Explained Sandy Kerr, head of biodiversity
programs for Scottish Natural
Heritage, “If escaped Canadian beavers start
meeting European beavers and breeding, we
will end up with hybrids, possibly sterile.”
Something similar, Kerr said, happened several
years ago in Sweden.
But neither Kerr nor wildlife consultant
Roy Dennis seemed concerned about
Scots forests. “Beavers are little naturalists,”
said Dennis. “They cut back trees such as the
willow and poplar, which grow back bushier
and make better homes for insects and birds.”
Added Kerr, “Evidence indicates
they improve matters.
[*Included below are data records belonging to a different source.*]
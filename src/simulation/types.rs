//! Core types for the grid traffic simulation
//!
//! Coordinates, continuous positions and the small enums shared by every
//! other module.

use std::fmt;

/// Default duration of one simulation tick in seconds (25 ticks per second)
pub const DEFAULT_TICK_SECS: f64 = 1.0 / 25.0;

/// Real-world length of one grid cell in meters
pub const METERS_PER_CELL: f64 = 5.0;

/// Conversion factor from m/s to km/h
pub const MS_TO_KMH: f64 = 3.6;

/// A unique identifier for a vehicle, assigned in roster order
#[derive(Debug, Clone, Copy, PartialEq, Eq, Hash, PartialOrd, Ord)]
pub struct VehicleId(pub usize);

impl fmt::Display for VehicleId {
    fn fmt(&self, f: &mut fmt::Formatter<'_>) -> fmt::Result {
        write!(f, "{}", self.0)
    }
}

/// A grid coordinate. Row 0 is the bottom line of the road map file.
#[derive(Debug, Clone, Copy, PartialEq, Eq, Hash, PartialOrd, Ord)]
pub struct Cell {
    pub row: i32,
    pub col: i32,
}

impl Cell {
    pub const fn new(row: i32, col: i32) -> Self {
        Self { row, col }
    }

    /// The cell `d_row`/`d_col` away, or `None` past the coordinate range
    pub fn offset(&self, d_row: i32, d_col: i32) -> Option<Cell> {
        Some(Cell::new(self.row.checked_add(d_row)?, self.col.checked_add(d_col)?))
    }

    /// The orthogonal neighbours in expansion order: Up, Down, Left, Right
    pub fn neighbors(&self) -> impl Iterator<Item = Cell> {
        let cell = *self;
        [(-1, 0), (1, 0), (0, -1), (0, 1)]
            .into_iter()
            .filter_map(move |(d_row, d_col)| cell.offset(d_row, d_col))
    }

    pub fn manhattan(&self, other: &Cell) -> u32 {
        self.row.abs_diff(other.row) + self.col.abs_diff(other.col)
    }

    pub fn center(&self) -> Position {
        Position::new(self.row as f64, self.col as f64)
    }
}

impl fmt::Display for Cell {
    fn fmt(&self, f: &mut fmt::Formatter<'_>) -> fmt::Result {
        write!(f, "({}, {})", self.row, self.col)
    }
}

/// A continuous position measured in cells
#[derive(Debug, Clone, Copy, PartialEq, Default)]
pub struct Position {
    pub row: f64,
    pub col: f64,
}

impl Position {
    pub fn new(row: f64, col: f64) -> Self {
        Self { row, col }
    }

    pub fn distance(&self, other: &Position) -> f64 {
        let d_row = self.row - other.row;
        let d_col = self.col - other.col;
        (d_row * d_row + d_col * d_col).sqrt()
    }

    pub fn lerp(&self, other: &Position, t: f64) -> Position {
        Position {
            row: self.row + (other.row - self.row) * t,
            col: self.col + (other.col - self.col) * t,
        }
    }

    /// The cell this position currently counts as occupying
    pub fn cell(&self) -> Cell {
        Cell::new(self.row.round() as i32, self.col.round() as i32)
    }
}

/// Movement direction between two orthogonally adjacent cells
#[derive(Debug, Clone, Copy, PartialEq, Eq, Hash, PartialOrd, Ord)]
pub enum Direction {
    Up,
    Down,
    Left,
    Right,
    /// No movement; treated as a hold
    Stationary,
}

impl Direction {
    /// Direction of travel from `from` to `to`, judged by the sign of the
    /// row delta first and the column delta second.
    pub fn between(from: Cell, to: Cell) -> Direction {
        if to.row < from.row {
            Direction::Up
        } else if to.row > from.row {
            Direction::Down
        } else if to.col < from.col {
            Direction::Left
        } else if to.col > from.col {
            Direction::Right
        } else {
            Direction::Stationary
        }
    }

    /// Parse the single-letter rule file code (`U`, `D`, `L`, `R`, `S`)
    pub fn from_code(code: &str) -> Option<Direction> {
        match code.trim().to_ascii_uppercase().as_str() {
            "U" => Some(Direction::Up),
            "D" => Some(Direction::Down),
            "L" => Some(Direction::Left),
            "R" => Some(Direction::Right),
            "S" => Some(Direction::Stationary),
            _ => None,
        }
    }

    pub fn code(&self) -> char {
        match self {
            Direction::Up => 'U',
            Direction::Down => 'D',
            Direction::Left => 'L',
            Direction::Right => 'R',
            Direction::Stationary => 'S',
        }
    }
}

/// Kind of a grid cell
#[derive(Debug, Clone, Copy, PartialEq, Eq, Hash)]
pub enum CellKind {
    Road,
    Roundabout,
    Building,
    Empty,
}

impl CellKind {
    /// Decode a road map character. Both the ASCII and the block-glyph map
    /// alphabets are accepted.
    pub fn from_char(c: char) -> CellKind {
        match c {
            'R' | '▧' => CellKind::Road,
            'C' | '▩' => CellKind::Roundabout,
            'B' | '▣' => CellKind::Building,
            _ => CellKind::Empty,
        }
    }

    pub fn is_traversable(&self) -> bool {
        matches!(self, CellKind::Road | CellKind::Roundabout)
    }

    pub fn glyph(&self) -> char {
        match self {
            CellKind::Road => '.',
            CellKind::Roundabout => 'o',
            CellKind::Building => '#',
            CellKind::Empty => ' ',
        }
    }
}

/// Whether the lane-change rule is enforced
#[derive(Debug, Clone, Copy, PartialEq, Eq, Default)]
pub enum LaneChangePolicy {
    /// The lane-change table is loaded and reported but never blocks a move.
    #[default]
    Ignore,
    /// Hold when the entry cell forbids lane changes and the vehicle's lane
    /// does not exist there.
    Strict,
}

/// Tunable simulation parameters
#[derive(Debug, Clone, Copy, PartialEq)]
pub struct SimConfig {
    pub tick_secs: f64,
    pub meters_per_cell: f64,
    pub lane_change_policy: LaneChangePolicy,
}

impl Default for SimConfig {
    fn default() -> Self {
        Self {
            tick_secs: DEFAULT_TICK_SECS,
            meters_per_cell: METERS_PER_CELL,
            lane_change_policy: LaneChangePolicy::Ignore,
        }
    }
}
Their dams reduce silt,
for example, and so help salmon spawning.”
Any species anywhere may be targeted
in the current effort to defend leghold
trapping. “Germans are learning what U.S.
suburbanites have known for years: raccoons
may be cute, but they’re major pests,”
Newsweek reported on April 29. “A passel
of the masked interlopers are living in the
town of Buckow’s hollowed trees, eating
birds’ eggs, raiding farmers’ fields, and biting
when provoked. The 1,000 or so animals
are descendants of a handful of imported U.S.
raccoons who escaped from a German fur
farm in World War II.”
Sounds ominous––but if the raccoons
live at the density in Germany that they
do in Fairfield County, Connecticut, or
Westchester County, New York, they would
appear to have colonized under four square
miles. If they achieve only the normal habitat
density for most of their U.S. kin, they may
affect 40 square miles, which if evenly distributed
from their escape point would be a
radius of about seven miles. The slow and
limited spread of a species in which contagious
disease spreads at about 50 miles per
year in the U.S. suggests that the feral
German immigrants actually have only a tenuous
hold on survival.
England and France have even had
homegrown cases of classic PU M A PA N I C.
Sightings of the British “Beast of Bodmin
Moor” apparently ceased after the skull of an
Indian black panther was found near where a
big cat apparently slew numerous sheep over
the past several years. However, the apparent
presence of a puma who mauled both a
heifer and a dog in the Foret de Chize,
France, in mid-May obliged the Prefecture
des Deux-Svres to close the 13,000-acre forest
to foot traffic. There is a zoo of about 600
animals in nearby Villiers-en-Bois, but no
zoo cats have been reported missing.